Nation Ford High School (NFHS) is a public high school in Fort Mill, South Carolina. It is part of the York County School District 4. It takes its name from the historic Nation Ford Road.

Academics
The school is accredited by both the state of South Carolina as well as the Southern Association of Colleges and Schools. It offers over 200 courses, including advanced placement, dual credit, honors, college-preparatory and applied technology courses.

Athletics
Nation Ford High School is a member of the SCHSL. Athletic teams include swim team, volleyball, softball, football, soccer, cross country, track, tennis, golf, lacrosse, wrestling, and basketball.

State championships 
 Lacrosse - Boys: 2022
 Softball: 2011
 Swimming - Boys: 2008
 Volleyball: 2010, 2018, 2019

Marching band 
The school's marching band was 2009, 2010, and 2011 South Carolina 3A State Marching Band Champions. The band has also won the 2013, 2015-2017, 2019 and 2021 state championships in the 4A category. Additionally, the school's band has marched in the Macy's Thanksgiving Day parade in 2011 and 2017.
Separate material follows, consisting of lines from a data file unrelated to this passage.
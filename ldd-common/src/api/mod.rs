//! API support shared by LDD services
//!
//! Framework-independent pieces only; HTTP handlers live in the service crates.

pub mod auth;

pub use auth::{bearer_token, generate_token, CredentialCheck, StaticToken};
Lastly, the band has a record of performances on the national stage with the BOA (Bands of America) organization. Performing regionally between 2011 and 2022, taking a short break in 2020 due to the COVID-19 virus. Of note, the band also won multiple regional championships from BOA competitions between 2013 and 2022, also taking a hiatus in 2020 due to the COVID-19 virus.